La Sauber posticipa la decisione sulla line up 2018

Il boss della scuderia elvetica Frédéric Vasseur ha fatto sapere che non ci saranno notizie a proposito dei piloti almeno fino alla prossima settimana. Chi affiancherà Charles Leclerc e, soprattutto, perché?

In Brasile il team principal e CEO della Sauber aveva parlato di un annuncio in occasione del Gran Premio di Abu Dhabi riguardante il nome da affiancare l’anno venturo a Charles Leclerc tra Marcus Ericsson e Antonio Giovinazzi. 

 

E sebbene la scelta di puntare sullo svedese per i test Pirelli in scena a Yas Marina la prossima settimana, possa far propendere Frédéric Vasseur per il mantenimento di uno dei due ufficiali 2017, il dirigente francese ha precisato che nulla è stato ancora definito. 

“Forse le mie previsioni erano state un po’ troppo ottimistiche, ad ogni modo è soltanto una questione di giorni. Probabilmente la settimana ventura”, ha affermato a Motorsport.com.

“Non è una decisione difficile da prendere, tuttavia non è la priorità del team, anche se capisco i media e, ancora di più, gli interessati. Per noi ci sono molti altri punti da discutere. Ad esempio il ruolo del pilota del venerdì. Ecco perché ci vorrà più tempo per avere la risposta”, ha quindi motivato.

Il legame con Alfa Romeo

A seguito di un rapporto sempre più stretto con la Ferrari, di recente si è fatta sempre più viva l’indiscrezione di un possibile cambio di denominazione del motore fornito dal Cavallino in Alfa Romeo, ma pure qui Frédéric Vasseur ha procrastinato il responso. 

“Potrebbe diventare un tema di discussione, ma per il momento non è l’argomento principale”, ha affermato il manager. Quindi a chi gli domandava se potesse essere un’opzione interessante sul lungo termine, ha replicato: “Sono piuttosto aperto”.

Giovinazzi ancora in attesa di notizie

Presente nell’FP1 con la la Haas, Antonio Giovinazzi ha ribadito di non poter far altro che attendere.

“Come voi, anch’io sto aspettando. In Ferrari e alla Sauber si stanno dando da fare. Non so ancora nulla, per cui spero di avere un feedback al più presto”.

Per l’italiano l’immediata associazione di Leclerc ad un sedile svizzero, al di là della posizione di Marcus Ericsson, non è comunque stata fonte di irritazione. 
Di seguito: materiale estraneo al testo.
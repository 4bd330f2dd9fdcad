//! Per-viewer ordering of opponents' submissions for the voting screen.
//!
//! The order must not depend on the order the server returns submissions in,
//! must be stable across refetches of the same round, and must differ between
//! viewers and rounds so nobody can coordinate on positions.

use uuid::Uuid;

use crate::entities::{Round, Submission};

/// Separator that cannot appear in server ids
const KEY_SEPARATOR: char = '\u{1f}';

/// Stable sort key for one submission as seen by one viewer in one round.
///
/// Name-based UUID (v5, SHA-1), so the value is identical across runs,
/// platforms and builds.
#[must_use]
pub fn ordering_key(round_id: &str, viewer_id: &str, submission_id: &str) -> u128 {
    let name = format!("{round_id}{KEY_SEPARATOR}{viewer_id}{KEY_SEPARATOR}{submission_id}");
    Uuid::new_v5(&Uuid::NAMESPACE_OID, name.as_bytes()).as_u128()
}

/// Submissions by everyone except the viewer, in the viewer's voting order.
///
/// Ties on the key fall back to ascending submission id.
#[must_use]
pub fn other_submissions<'a>(round: &'a Round, viewer_id: &str) -> Vec<&'a Submission> {
    let mut keyed: Vec<(u128, &Submission)> = round
        .submissions
        .iter()
        .filter(|submission| submission.player_id != viewer_id)
        .map(|submission| {
            (
                ordering_key(&round.id, viewer_id, &submission.id),
                submission,
            )
        })
        .collect();

    keyed.sort_by(|(key_a, sub_a), (key_b, sub_b)| {
        key_a.cmp(key_b).then_with(|| sub_a.id.cmp(&sub_b.id))
    });

    keyed.into_iter().map(|(_, submission)| submission).collect()
}
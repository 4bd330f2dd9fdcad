use serde::Deserialize;
use std::fmt;

/// Error body returned by the game server.
///
/// Format: `{ "error": { "code": "...", "message": "..." } }`.
#[derive(Debug, Deserialize)]
pub struct ErrorResponse {
    pub error: ErrorDetail,
}

/// Inner part of [`ErrorResponse`].
#[derive(Debug, Deserialize)]
pub struct ErrorDetail {
    /// Machine-readable error code
    #[serde(default)]
    pub code: String,
    /// Human-readable error message
    pub message: String,
}

/// Client error types
#[derive(Debug, Clone, PartialEq, Eq)]
pub enum ClientError {
    /// The request never produced a response (connect, timeout, reset)
    Transport(String),
    /// The server answered with a non-2xx status
    Http { status: u16, message: String },
    /// The response body could not be decoded
    Decode(String),
    /// Local validation failed before anything was sent
    Validation(String),
    /// The session actor is no longer running
    SessionClosed,
}

impl ClientError {
    /// Build an HTTP error from a status code and the raw response body.
    ///
    /// Uses the server's error message when the body follows the standard
    /// error format, otherwise the raw body (or the status reason when empty).
    #[must_use]
    pub fn from_status(status: u16, body: &str) -> Self {
        let message = serde_json::from_str::<ErrorResponse>(body)
            .map(|parsed| parsed.error.message)
            .unwrap_or_else(|_| body.trim().to_string());

        let message = if message.is_empty() {
            reqwest::StatusCode::from_u16(status)
                .ok()
                .and_then(|s| s.canonical_reason())
                .unwrap_or("Request failed")
                .to_string()
        } else {
            message
        };

        Self::Http { status, message }
    }

    /// Check if this is a local validation failure rather than a network one
    #[must_use]
    pub const fn is_validation(&self) -> bool {
        matches!(self, Self::Validation(_))
    }
}

impl fmt::Display for ClientError {
    fn fmt(&self, f: &mut fmt::Formatter<'_>) -> fmt::Result {
        match self {
            Self::Transport(msg) => write!(f, "Network error: {msg}"),
            Self::Http { status, message } => write!(f, "Server error ({status}): {message}"),
            Self::Decode(msg) => write!(f, "Unexpected server response: {msg}"),
            Self::Validation(msg) => write!(f, "{msg}"),
            Self::SessionClosed => write!(f, "Game session is closed"),
        }
    }
}

impl std::error::Error for ClientError {}

/// Convert `reqwest` errors to `ClientError`
impl From<reqwest::Error> for ClientError {
    fn from(err: reqwest::Error) -> Self {
        if err.is_decode() {
            Self::Decode(err.to_string())
        } else if let Some(status) = err.status() {
            Self::from_status(status.as_u16(), "")
        } else {
            Self::Transport(err.to_string())
        }
    }
}

/// Convert JSON decoding errors to `ClientError`
impl From<serde_json::Error> for ClientError {
    fn from(err: serde_json::Error) -> Self {
        Self::Decode(err.to_string())
    }
}
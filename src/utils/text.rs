use std::collections::HashSet;

/// Lowercase one character, keeping it a single character.
///
/// Characters whose lowercase form spans several scalars (`İ`) keep only the
/// first one, so folding never changes a word's length.
#[must_use]
pub fn fold_char(c: char) -> char {
    c.to_lowercase().next().unwrap_or(c)
}

/// Normalize a draft guess word (trimmed, lowercase per character)
#[must_use]
pub fn normalize_guess(word: &str) -> String {
    word.trim().chars().map(fold_char).collect()
}

/// Number of characters in a normalized word
#[must_use]
pub fn char_len(word: &str) -> usize {
    word.chars().count()
}

/// Check that a phrase uses every distinct letter of the guess word.
///
/// The guess is normalized first; an empty guess never validates. Letter
/// order and repeat counts in the phrase do not matter.
#[must_use]
pub fn phrase_contains_letters(guess: &str, phrase: &str) -> bool {
    let guess = normalize_guess(guess);
    if guess.is_empty() {
        return false;
    }

    let phrase_letters: HashSet<char> = phrase.chars().map(fold_char).collect();
    guess.chars().all(|c| phrase_letters.contains(&c))
}

#[cfg(test)]
mod tests {
    use super::*;

    #[test]
    fn test_normalize_guess() {
        assert_eq!(normalize_guess("  SMoke \n"), "smoke");
        assert_eq!(normalize_guess(""), "");
    }

    #[test]
    fn test_phrase_with_all_letters() {
        assert!(phrase_contains_letters(
            "smoke",
            "Something makes our knowledge evolve"
        ));
    }

    #[test]
    fn test_phrase_missing_letters() {
        assert!(!phrase_contains_letters("smoke", "aaa bbb ccc"));
        assert!(!phrase_contains_letters("smoke", "smok"));
    }

    #[test]
    fn test_repeated_guess_letters_need_one_occurrence() {
        assert!(phrase_contains_letters("geese", "green sea"));
    }

    #[test]
    fn test_folding_keeps_length() {
        let word = normalize_guess("İSTANBUL");
        assert_eq!(word, "istanbul");
        assert_eq!(char_len(&word), char_len("İSTANBUL"));
        assert!(phrase_contains_letters("İSTANBUL", "Istanbul is busy at night"));
    }

    #[test]
    fn test_empty_guess_never_validates() {
        assert!(!phrase_contains_letters("   ", "anything at all"));
    }

    #[test]
    fn test_char_len_counts_scalars() {
        assert_eq!(char_len("café"), 4);
    }
}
“L’anno scorso, quando ero in GP2, il mio nome circolava nel paddock perché ero reduce da un campionato fantastico. Sinceramente non sono sorpreso conoscendo bene questo mondo. Charles ha fato un buon lavoro in Formula 2 e ha vinto il titolo, dunque è ovvio che oggi si parli tanto di lui. Chissà, magari, nel 2018 si parlerà di nuovo di me”. 

 

Infine, Giovinazzi ha confessato di non essersi guardato molto attorno. “È ormai tardi. Siamo quasi a dicembre e questa è l’ultima gara. Vedremo come andrà. L’importante sarà restare legato alla Ferrari e lavorare con loro. Poi, certo, per un pilota essere in macchina è sempre meglio. Competere, l’adrenalina in qualifica e in gara, di conseguenza l’obiettivo è ottenere un sedile”, ha concluso il driver pugliese.